Cardsorting and wayfinding

  • Yasaman Shamloo's picture
    August 10, 2022

You are tired from hearing students and staff complaining about finding information on your website? Staff members keep on getting phone calls about how to reach a specific application on your department page? What do all these issues have in common? 

Difficult navigation that prevents people from finding what they need on your website.


The ability of users finding what they are looking for has the biggest impact on the success or failure of your website. It can affect the user experience, search engine rankings, and your conversion rates. Now what can be done to solve this problem? At KWall we approach cardsorting as a method to organize content on websites, making sure everything is understandable and user-friendly. The results from our card sorting sessions help enhance sites' overall information hierarchy. 

Card sorting? What is it?

Simply said, card sorting is a user experience (UX)  method, helping us to unfold users' mental models, showing us how they mentally categorize information and the common terminology they look for to find answers to their questions on a website. 


What do I need and how is it done?

Three types of card sorting include:

  • Closed
  • Open
  • hybrid

In a closed card sorting session we provide the user with categories and ask them to group the labels within those categories. In an open cardsorting session we ask the users to name their own categories for labels they want to group with each other.
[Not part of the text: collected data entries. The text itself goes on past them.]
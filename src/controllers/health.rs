use actix_web::{HttpResponse, Responder};
use serde_json::json;

pub async fn health_handler() -> impl Responder {
    HttpResponse::Ok().json(json!({ "status": "healthy" }))
}
use symcheck_model::{PrevalenceTable, SymptomRecord};

#[test]
fn prevalence_table_matches_dataset_json_shape() {
    let json = r#"{
        "symptoms": ["Fever (HP:1)", "Cough (HP:2)"],
        "conditions": ["Flu", "Cold"],
        "data": [[1, 1], [0, 1]]
    }"#;

    let table: PrevalenceTable = serde_json::from_str(json).expect("parse table json");
    table.validate().expect("shape invariant");

    assert_eq!(table.symptom_count(), 2);
    assert_eq!(table.condition_count(), 2);
    assert_eq!(table.symptoms[0], SymptomRecord::new("Fever (HP:1)"));
    assert_eq!(table.symptoms[0].simple_name(), "Fever");
    assert_eq!(table.value(1, 0), 0);
    assert_eq!(table.value(1, 1), 1);
}

#[test]
fn record_round_trips_as_plain_string() {
    let record = SymptomRecord::new("Scoliosis (HP:0002650)");
    let json = serde_json::to_string(&record).expect("serialize record");
    assert_eq!(json, "\"Scoliosis (HP:0002650)\"");
    let round: SymptomRecord = serde_json::from_str(&json).expect("deserialize record");
    assert_eq!(round, record);
}
use thiserror::Error;

/// Errors from model-level validation.
#[derive(Debug, Error)]
pub enum ModelError {
    #[error("matrix has {rows} rows but the table lists {symptoms} symptoms")]
    RowCountMismatch { rows: usize, symptoms: usize },
    #[error("matrix row {row} has {width} cells but the table lists {conditions} conditions")]
    RowWidthMismatch {
        row: usize,
        width: usize,
        conditions: usize,
    },
}

pub type Result<T> = std::result::Result<T, ModelError>;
In a hybrid session we give the users the opportunity to add any categories they find fit to the grouping already provided to them.


After we have decided on the type of card sorting, we decide if we want to have a moderated session or unmoderated sessions. With an unmoderated session, we will send the session link to as many users available, while at a moderated session only a number of users will attend the session. 


The next step will be getting together as a team and figuring out the main topics that represent the main content on your website. At KWALL we have realized there are some common problems across projects with this type of testing. Larger websites have a more difficult time narrowing down their content to test with card sorting, that is why it is crucial to figure out which areas and content need to be highlighted with this study. Also, recruiting users that will take the time to complete a session is a step that may cause problems, that is why we always recommend sending the remote test link to as many users as possible.


The results from our card sorting sessions will give us the ability to gain insight into users' mental models and how they understand your website, resulting in a stronger information architecture, enhancing users' wayfinding experience.